Rather than simply calculating the performance of a single asset allocation, the Optimizer searches every possible combination of the same portfolio assets and identifies the lowest risk, highest return, and most efficient alternatives. Use this to evaluate portfolio tweaks and explore effective new ways to achieve your investing goals.
Chart
The Permanent Portfolio example studies stocks, bonds, bills, and gold for any given country. Members can optimize any portfolio up to 10 assets with the Toolkit.
Overview
When evaluating a portfolio idea, it’s normal to wonder whether the percentages you’ve chosen are truly best for the job. To solve that problem, the Optimizer looks at each asset in a portfolio and not only studies the risk and return for that one allocation but also every other possible combination of the same assets. By visualizing the full landscape of alternatives as a point cloud, it’s much easier to see the big picture.

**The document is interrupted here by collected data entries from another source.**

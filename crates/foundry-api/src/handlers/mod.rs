//! HTTP handlers for the build agent and the router.

pub mod build;
pub mod download;
pub mod health;
pub mod route;

use foundry_services::{AgentRouter, JobAdmissionController};

#[derive(Clone)]
pub struct BuilderState {
    pub controller: JobAdmissionController,
}

#[derive(Clone)]
pub struct RouterState {
    pub router: AgentRouter,
    /// Port advertised for records that do not carry one.
    pub default_worker_port: u16,
}
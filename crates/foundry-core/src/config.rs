//! Configuration system for Foundry.
//!
//! Resolution order: environment variables → config file → defaults.
//!
//! Config file location:
//!   1. $FOUNDRY_CONFIG (explicit override)
//!   2. $XDG_CONFIG_HOME/foundry/config.toml
//!   3. ~/.config/foundry/config.toml
//!
//! The loaded value is passed explicitly to every component at startup.

use serde::{Deserialize, Serialize};
use std::path::PathBuf;
use std::time::Duration;

/// Top-level configuration.
#[derive(Debug, Clone, Default, Serialize, Deserialize)]
#[serde(default)]
pub struct FoundryConfig {
    pub store: StoreConfig,
    pub registry: RegistryConfig,
    pub builder: BuilderConfig,
    pub router: RouterConfig,
}

#[derive(Debug, Clone, Serialize, Deserialize)]
#[serde(default)]
pub struct StoreConfig {
    /// `redis://host:port`, a bare `host:port`, or `memory` for a
    /// single-process store.
    pub endpoint: String,
}

#[derive(Debug, Clone, Serialize, Deserialize)]
#[serde(default)]
pub struct RegistryConfig {
    /// Lease duration of a service record.
    pub lease_ttl_secs: u64,
    /// Renew this long before the lease runs out.
    pub renew_margin_secs: u64,
    /// Delay before recreating a key the store lost.
    pub recreate_backoff_ms: u64,
}

#[derive(Debug, Clone, Serialize, Deserialize)]
#[serde(default)]
pub struct BuilderConfig {
    pub listen_port: u16,
    /// Address published in the registry. Empty = hostname.
    pub advertised_host: String,
    pub service_name: String,
    /// Empty = `build-{hostname}`.
    pub queue_name: String,
    /// Run packaging out of process. Disabling drops concurrency to 1.
    pub sandboxed: bool,
    /// Max concurrent jobs. 0 = num_cpus + 1.
    pub concurrency: u32,
    pub stage_dir: PathBuf,
    pub temp_dir: PathBuf,
    /// Prepended to `x-file` when uploads live on a different mount.
    pub archive_dir_prefix: Option<PathBuf>,
    pub orphan_ttl_secs: u64,
    pub orphan_check_interval_secs: u64,
    /// Base URL of the notification relay.
    pub notify_endpoint: String,
    /// External packaging command and its leading arguments.
    pub packager_command: Vec<String>,
    pub shutdown_timeout_secs: u64,
}

#[derive(Debug, Clone, Serialize, Deserialize)]
#[serde(default)]
pub struct RouterConfig {
    pub listen_port: u16,
    pub default_worker_port: u16,
    /// Reject routing when the best worker runs more jobs than this. 0 = off.
    pub overload_threshold: u32,
}

// ── Defaults ──────────────────────────────────────────────────────────────────

impl Default for StoreConfig {
    fn default() -> Self {
        Self {
            endpoint: "redis://127.0.0.1:6379".to_string(),
        }
    }
}

impl Default for RegistryConfig {
    fn default() -> Self {
        Self {
            lease_ttl_secs: 30,
            renew_margin_secs: 2,
            recreate_backoff_ms: 1000,
        }
    }
}

impl Default for BuilderConfig {
    fn default() -> Self {
        let tmp = std::env::temp_dir().join("foundry");
        Self {
            listen_port: 443,
            advertised_host: String::new(),
            service_name: "builder".to_string(),
            queue_name: String::new(),
            sandboxed: true,
            concurrency: 0,
            stage_dir: tmp.join("stage"),
            temp_dir: tmp.join("tmp"),
            archive_dir_prefix: None,
            orphan_ttl_secs: 60 * 60,
            orphan_check_interval_secs: 60,
            notify_endpoint: "http://nginx:8001".to_string(),
            packager_command: vec!["foundry-package".to_string()],
            shutdown_timeout_secs: 60,
        }
    }
}

impl Default for RouterConfig {
    fn default() -> Self {
        Self {
            listen_port: 443,
            default_worker_port: 443,
            overload_threshold: 0,
        }
    }
}

// ── Derived values ────────────────────────────────────────────────────────────

impl RegistryConfig {
    pub fn lease_ttl(&self) -> Duration {
        Duration::from_secs(self.lease_ttl_secs)
    }

    /// Interval between renewals: lease minus safety margin, never zero.
    pub fn renew_interval(&self) -> Duration {
        Duration::from_secs(self.lease_ttl_secs.saturating_sub(self.renew_margin_secs).max(1))
    }

    pub fn recreate_backoff(&self) -> Duration {
        Duration::from_millis(self.recreate_backoff_ms)
    }

    /// How long a catalog snapshot stays fresh.
    pub fn catalog_freshness(&self) -> Duration {
        self.lease_ttl() * 2
    }
}

impl BuilderConfig {
    pub fn queue_name(&self) -> String {
        if self.queue_name.is_empty() {
            format!("build-{}", hostname())
        } else {
            self.queue_name.clone()
        }
    }

    pub fn advertised_host(&self) -> String {
        if self.advertised_host.is_empty() {
            hostname()
        } else {
            self.advertised_host.clone()
        }
    }

    pub fn concurrency(&self) -> usize {
        if !self.sandboxed {
            return 1;
        }
        if self.concurrency == 0 {
            cpu_count() + 1
        } else {
            self.concurrency as usize
        }
    }

    pub fn orphan_ttl(&self) -> Duration {
        Duration::from_secs(self.orphan_ttl_secs)
    }

    pub fn orphan_check_interval(&self) -> Duration {
        Duration::from_secs(self.orphan_check_interval_secs)
    }

    pub fn shutdown_timeout(&self) -> Duration {
        Duration::from_secs(self.shutdown_timeout_secs)
    }
}

/// Logical CPUs on this machine.
pub fn cpu_count() -> usize {
    std::thread::available_parallelism()
        .map(|n| n.get())
        .unwrap_or(4)
}

/// Best-effort hostname without pulling in libc.
pub fn hostname() -> String {
    std::env::var("HOSTNAME")
        .ok()
        .filter(|h| !h.is_empty())
        .or_else(|| {
            std::fs::read_to_string("/etc/hostname")
                .ok()
                .map(|h| h.trim().to_string())
                .filter(|h| !h.is_empty())
        })
        .unwrap_or_else(|| "localhost".to_string())
}

// ── Path helpers ──────────────────────────────────────────────────────────────

fn config_dir() -> PathBuf {
    std::env::var("XDG_CONFIG_HOME")
        .map(PathBuf::from)
        .unwrap_or_else(|_| dirs_or_home().join(".config"))
        .join("foundry")
}

fn dirs_or_home() -> PathBuf {
    std::env::var("HOME")
        .map(PathBuf::from)
        .unwrap_or_else(|_| PathBuf::from("/tmp"))
}

// ── Errors ────────────────────────────────────────────────────────────────────

#[derive(Debug, thiserror::Error)]
pub enum ConfigError {
    #[error("failed to read {0}: {1}")]
    ReadFailed(PathBuf, std::io::Error),
    #[error("failed to parse {0}: {1}")]
    ParseFailed(PathBuf, toml::de::Error),
    #[error("failed to write {0}: {1}")]
    WriteFailed(PathBuf, std::io::Error),
    #[error("failed to serialize: {0}")]
    SerializeFailed(toml::ser::Error),
}

// ── Loading ───────────────────────────────────────────────────────────────────

impl FoundryConfig {
    /// Load config: env vars → file → defaults.
    pub fn load() -> Result<Self, ConfigError> {
        let path = Self::file_path();
        let mut config = if path.exists() {
            let text = std::fs::read_to_string(&path)
                .map_err(|e| ConfigError::ReadFailed(path.clone(), e))?;
            toml::from_str(&text).map_err(|e| ConfigError::ParseFailed(path.clone(), e))?
        } else {
            FoundryConfig::default()
        };
        config.apply_env_overrides(|name| std::env::var(name).ok());
        Ok(config)
    }

    /// Config file path.
    pub fn file_path() -> PathBuf {
        std::env::var("FOUNDRY_CONFIG")
            .map(PathBuf::from)
            .unwrap_or_else(|_| config_dir().join("config.toml"))
    }

    /// Write default config if none exists. Returns the path.
    pub fn write_default_if_missing() -> Result<PathBuf, ConfigError> {
        let path = Self::file_path();
        if !path.exists() {
            if let Some(parent) = path.parent() {
                std::fs::create_dir_all(parent)
                    .map_err(|e| ConfigError::WriteFailed(path.clone(), e))?;
            }
            let text = toml::to_string_pretty(&FoundryConfig::default())
                .map_err(ConfigError::SerializeFailed)?;
            std::fs::write(&path, text).map_err(|e| ConfigError::WriteFailed(path.clone(), e))?;
        }
        Ok(path)
    }

    /// Apply FOUNDRY_* overrides. `lookup` is the environment in production.
    pub fn apply_env_overrides(&mut self, lookup: impl Fn(&str) -> Option<String>) {
        fn parse<T: std::str::FromStr>(v: Option<String>, slot: &mut T) {
            if let Some(p) = v.and_then(|v| v.trim().parse().ok()) {
                *slot = p;
            }
        }
        let flag = |v: String| v == "true" || v == "1";

        if let Some(v) = lookup("FOUNDRY_STORE__ENDPOINT").or_else(|| lookup("REDIS_ENDPOINT")) {
            self.store.endpoint = v;
        }
        parse(lookup("FOUNDRY_REGISTRY__LEASE_TTL_SECS"), &mut self.registry.lease_ttl_secs);
        parse(lookup("FOUNDRY_REGISTRY__RENEW_MARGIN_SECS"), &mut self.registry.renew_margin_secs);
        parse(
            lookup("FOUNDRY_REGISTRY__RECREATE_BACKOFF_MS"),
            &mut self.registry.recreate_backoff_ms,
        );
        parse(lookup("FOUNDRY_BUILDER__LISTEN_PORT"), &mut self.builder.listen_port);
        if let Some(v) = lookup("FOUNDRY_BUILDER__ADVERTISED_HOST") {
            self.builder.advertised_host = v.trim().to_string();
        }
        if let Some(v) = lookup("FOUNDRY_BUILDER__SERVICE_NAME").filter(|v| !v.trim().is_empty()) {
            self.builder.service_name = v.trim().to_string();
        }
        if let Some(v) = lookup("FOUNDRY_BUILDER__QUEUE_NAME") {
            self.builder.queue_name = v.trim().to_string();
        }
        if let Some(v) = lookup("FOUNDRY_BUILDER__SANDBOXED") {
            self.builder.sandboxed = flag(v);
        }
        parse(lookup("FOUNDRY_BUILDER__CONCURRENCY"), &mut self.builder.concurrency);
        if let Some(v) = lookup("FOUNDRY_BUILDER__STAGE_DIR") {
            self.builder.stage_dir = PathBuf::from(v);
        }
        if let Some(v) = lookup("FOUNDRY_BUILDER__TEMP_DIR") {
            self.builder.temp_dir = PathBuf::from(v);
        }
        if let Some(v) = lookup("FOUNDRY_BUILDER__ARCHIVE_DIR_PREFIX") {
            self.builder.archive_dir_prefix = Some(PathBuf::from(v));
        }
        parse(lookup("FOUNDRY_BUILDER__ORPHAN_TTL_SECS"), &mut self.builder.orphan_ttl_secs);
        parse(
            lookup("FOUNDRY_BUILDER__ORPHAN_CHECK_INTERVAL_SECS"),
            &mut self.builder.orphan_check_interval_secs,
        );
        if let Some(v) = lookup("FOUNDRY_BUILDER__NOTIFY_ENDPOINT") {
            self.builder.notify_endpoint = v;
        }
        // Whitespace separated; arguments with spaces need the config file.
        if let Some(v) = lookup("FOUNDRY_BUILDER__PACKAGER_COMMAND") {
            let command: Vec<String> = v.split_whitespace().map(str::to_string).collect();
            if !command.is_empty() {
                self.builder.packager_command = command;
            }
        }
        parse(
            lookup("FOUNDRY_BUILDER__SHUTDOWN_TIMEOUT_SECS"),
            &mut self.builder.shutdown_timeout_secs,
        );
        parse(lookup("FOUNDRY_ROUTER__LISTEN_PORT"), &mut self.router.listen_port);
        parse(
            lookup("FOUNDRY_ROUTER__DEFAULT_WORKER_PORT"),
            &mut self.router.default_worker_port,
        );
        parse(lookup("FOUNDRY_ROUTER__OVERLOAD_THRESHOLD"), &mut self.router.overload_threshold);
    }
}
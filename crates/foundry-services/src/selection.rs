//! Worker selection — rank live workers by load and pick the best one.

use std::cmp::Ordering;

use foundry_core::ServiceRecord;

use crate::catalog::ServiceCatalog;

#[derive(Debug, Clone, PartialEq, Eq, thiserror::Error)]
pub enum RouteError {
    #[error("No running build agents")]
    NoWorkersAvailable,
    #[error("all build agents are overloaded")]
    Overloaded,
}

/// Ascending by `jobCount / cpuCount`. Records whose weight is undefined
/// (`NaN`, from `cpuCount == 0` on an idle node) compare greater than any
/// number, so together with `inf` they end up last.
fn by_weight(a: &ServiceRecord, b: &ServiceRecord) -> Ordering {
    let (wa, wb) = (a.weight(), b.weight());
    wa.partial_cmp(&wb)
        .unwrap_or_else(|| wa.is_nan().cmp(&wb.is_nan()))
}

/// Stable sort by weight: equal weights keep catalog order.
pub fn sort_by_weight(records: &mut [ServiceRecord]) {
    records.sort_by(by_weight);
}

/// Least loaded record, first in catalog order on ties.
pub fn select(records: &[ServiceRecord]) -> Result<&ServiceRecord, RouteError> {
    records
        .iter()
        .min_by(|a, b| by_weight(a, b))
        .ok_or(RouteError::NoWorkersAvailable)
}

/// Picks a build agent for each client request.
#[derive(Clone)]
pub struct AgentRouter {
    catalog: ServiceCatalog,
    /// 0 disables the guard.
    overload_threshold: u32,
}

impl AgentRouter {
    pub fn new(catalog: ServiceCatalog, overload_threshold: u32) -> Self {
        Self {
            catalog,
            overload_threshold,
        }
    }

    pub fn catalog(&self) -> &ServiceCatalog {
        &self.catalog
    }

    /// The record of the agent the client should talk to.
    pub async fn route(&self) -> Result<ServiceRecord, RouteError> {
        let services = match self.catalog.get_services().await {
            Ok(services) => services,
            Err(e) => {
                tracing::error!(error = %e, "cannot list build agents");
                return Err(RouteError::NoWorkersAvailable);
            }
        };
        let best = select(&services)?;
        if self.overload_threshold > 0 && best.job_count > self.overload_threshold {
            tracing::warn!(
                endpoint = %best.endpoint(),
                job_count = best.job_count,
                "best build agent is overloaded"
            );
            return Err(RouteError::Overloaded);
        }
        tracing::debug!(endpoint = %best.endpoint(), weight = best.weight(), "routed");
        Ok(best.clone())
    }
}
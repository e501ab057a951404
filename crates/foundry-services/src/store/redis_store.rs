//! Redis registry store.

use std::time::Duration;

use async_trait::async_trait;
use futures::StreamExt;
use tokio::sync::mpsc;

use super::{RegistryStore, StoreError, StoreMessage};

const SUBSCRIPTION_BUFFER: usize = 256;

pub struct RedisStore {
    client: redis::Client,
    connection_manager: redis::aio::ConnectionManager,
}

impl RedisStore {
    pub async fn connect(url: &str) -> Result<Self, StoreError> {
        let client = redis::Client::open(url).map_err(map_err)?;
        let connection_manager = redis::aio::ConnectionManager::new(client.clone())
            .await
            .map_err(map_err)?;
        Ok(Self {
            client,
            connection_manager,
        })
    }
}

fn map_err(e: redis::RedisError) -> StoreError {
    match e.kind() {
        redis::ErrorKind::TypeError => StoreError::Codec(e.to_string()),
        _ => StoreError::Unavailable(e.to_string()),
    }
}

/// Redis takes whole seconds; never round a lease down to zero.
fn ttl_secs(ttl: Duration) -> u64 {
    ttl.as_secs().max(1)
}

/// Escape glob metacharacters so a prefix matches literally in KEYS.
fn glob_prefix(prefix: &str) -> String {
    let mut pattern = String::with_capacity(prefix.len() + 1);
    for c in prefix.chars() {
        if matches!(c, '*' | '?' | '[' | ']' | '\\') {
            pattern.push('\\');
        }
        pattern.push(c);
    }
    pattern.push('*');
    pattern
}

#[async_trait]
impl RegistryStore for RedisStore {
    async fn set_and_publish(
        &self,
        key: &str,
        value: &str,
        ttl: Duration,
        channel: &str,
        message: &str,
    ) -> Result<(), StoreError> {
        let mut conn = self.connection_manager.clone();
        let _: () = redis::pipe()
            .atomic()
            .cmd("SETEX")
            .arg(key)
            .arg(ttl_secs(ttl))
            .arg(value)
            .ignore()
            .cmd("PUBLISH")
            .arg(channel)
            .arg(message)
            .ignore()
            .query_async(&mut conn)
            .await
            .map_err(map_err)?;
        Ok(())
    }

    async fn delete_and_publish(
        &self,
        key: &str,
        channel: &str,
        message: &str,
    ) -> Result<(), StoreError> {
        let mut conn = self.connection_manager.clone();
        let _: () = redis::pipe()
            .atomic()
            .cmd("DEL")
            .arg(key)
            .ignore()
            .cmd("PUBLISH")
            .arg(channel)
            .arg(message)
            .ignore()
            .query_async(&mut conn)
            .await
            .map_err(map_err)?;
        Ok(())
    }

    async fn expire(&self, key: &str, ttl: Duration) -> Result<bool, StoreError> {
        let mut conn = self.connection_manager.clone();
        let extended: i64 = redis::cmd("EXPIRE")
            .arg(key)
            .arg(ttl_secs(ttl))
            .query_async(&mut conn)
            .await
            .map_err(map_err)?;
        Ok(extended == 1)
    }

    async fn set_with_ttl(
        &self,
        key: &str,
        value: &str,
        ttl: Duration,
    ) -> Result<(), StoreError> {
        let mut conn = self.connection_manager.clone();
        let _: () = redis::cmd("SETEX")
            .arg(key)
            .arg(ttl_secs(ttl))
            .arg(value)
            .query_async(&mut conn)
            .await
            .map_err(map_err)?;
        Ok(())
    }

    async fn keys(&self, prefix: &str) -> Result<Vec<String>, StoreError> {
        let mut conn = self.connection_manager.clone();
        redis::cmd("KEYS")
            .arg(glob_prefix(prefix))
            .query_async(&mut conn)
            .await
            .map_err(map_err)
    }

    async fn get_many(&self, keys: &[String]) -> Result<Vec<Option<String>>, StoreError> {
        if keys.is_empty() {
            return Ok(Vec::new());
        }
        let mut conn = self.connection_manager.clone();
        redis::cmd("MGET")
            .arg(keys)
            .query_async(&mut conn)
            .await
            .map_err(map_err)
    }

    async fn subscribe(
        &self,
        channels: &[&str],
    ) -> Result<mpsc::Receiver<StoreMessage>, StoreError> {
        // Pub/sub needs a dedicated connection; the manager is multiplexed.
        let mut pubsub = self.client.get_async_pubsub().await.map_err(map_err)?;
        for channel in channels {
            pubsub.subscribe(*channel).await.map_err(map_err)?;
        }

        let (tx, rx) = mpsc::channel(SUBSCRIPTION_BUFFER);
        tokio::spawn(async move {
            let mut messages = pubsub.into_on_message();
            while let Some(msg) = messages.next().await {
                let payload: String = match msg.get_payload() {
                    Ok(p) => p,
                    Err(e) => {
                        tracing::warn!(error = %e, "undecodable pub/sub payload");
                        continue;
                    }
                };
                let message = StoreMessage {
                    channel: msg.get_channel_name().to_string(),
                    payload,
                };
                if tx.send(message).await.is_err() {
                    break;
                }
            }
            tracing::debug!("redis subscription closed");
        });

        Ok(rx)
    }
}
//! Service records — what a worker node publishes about itself.
//!
//! Records live in the registry store under
//!   services/{name}/{ip}/{port}
//! as JSON, with a TTL equal to the lease duration. Join and leave
//! events are published on the `service-join` / `service-leave` channels.

use serde::{Deserialize, Serialize};

/// Prefix of every registry key.
pub const KEY_PREFIX: &str = "services/";

/// Channel carrying the JSON record of a node that joined.
pub const JOIN_CHANNEL: &str = "service-join";

/// Channel carrying the key of a node that left.
pub const LEAVE_CHANNEL: &str = "service-leave";

/// Port assumed when a record does not carry one.
pub const DEFAULT_PORT: u16 = 443;

/// One worker node as seen through the registry.
#[derive(Debug, Clone, PartialEq, Serialize, Deserialize)]
#[serde(rename_all = "camelCase")]
pub struct ServiceRecord {
    /// Service name, e.g. "builder".
    pub name: String,
    /// Address clients should connect to.
    pub ip: String,
    /// Listen port. `None` means `DEFAULT_PORT`.
    #[serde(default, skip_serializing_if = "Option::is_none")]
    pub port: Option<u16>,
    /// CPU cores available for packaging.
    pub cpu_count: u32,
    /// Jobs currently queued or running on the node.
    #[serde(default)]
    pub job_count: u32,
    #[serde(default, skip_serializing_if = "Option::is_none")]
    pub latitude: Option<f64>,
    #[serde(default, skip_serializing_if = "Option::is_none")]
    pub longitude: Option<f64>,
    #[serde(default)]
    pub hostname: String,
}

impl ServiceRecord {
    pub fn new(name: impl Into<String>, ip: impl Into<String>, port: u16, cpu_count: u32) -> Self {
        Self {
            name: name.into(),
            ip: ip.into(),
            port: Some(port),
            cpu_count,
            job_count: 0,
            latitude: None,
            longitude: None,
            hostname: String::new(),
        }
    }

    /// Effective port.
    pub fn port_or_default(&self) -> u16 {
        self.port.unwrap_or(DEFAULT_PORT)
    }

    /// Store key for this record.
    pub fn key(&self) -> String {
        format!("{KEY_PREFIX}{}/{}/{}", self.name, self.ip, self.port_or_default())
    }

    /// Endpoint URL handed to clients by the router.
    pub fn endpoint(&self) -> String {
        self.endpoint_or(DEFAULT_PORT)
    }

    /// Like `endpoint`, with a deployment-specific fallback port.
    pub fn endpoint_or(&self, default_port: u16) -> String {
        format!("https://{}:{}", self.ip, self.port.unwrap_or(default_port))
    }

    /// Load score used by the router: jobs per core, lower is better.
    ///
    /// `cpu_count == 0` is not guarded: the weight is `inf` (or `NaN` when
    /// the node is also idle) and such records sort last.
    pub fn weight(&self) -> f64 {
        self.job_count as f64 / self.cpu_count as f64
    }

    /// Parse a stored value. Missing, empty or malformed values yield `None`.
    pub fn parse(raw: Option<&str>) -> Option<Self> {
        let raw = raw?;
        if raw.is_empty() {
            return None;
        }
        serde_json::from_str(raw).ok()
    }
}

When you enter your asset allocation, the Optimizer first calculates the risk and return for your specific portfolio and plots it on the chart. Next, it looks at the top 10 assets in your portfolio (ranked by percentage) and calculates the risk and return for every possible combination of those assets in 10% intervals. Every portfolio combination gets it own dot. The end result is a cloud of up to 10,000 unique portfolios for study. You can click on any dot to see its composition.
When browsing the results, pay particular attention to the edge of the cloud to the top-left. That’s what professionals call the efficient frontier of options with the best risk/return tradeoffs.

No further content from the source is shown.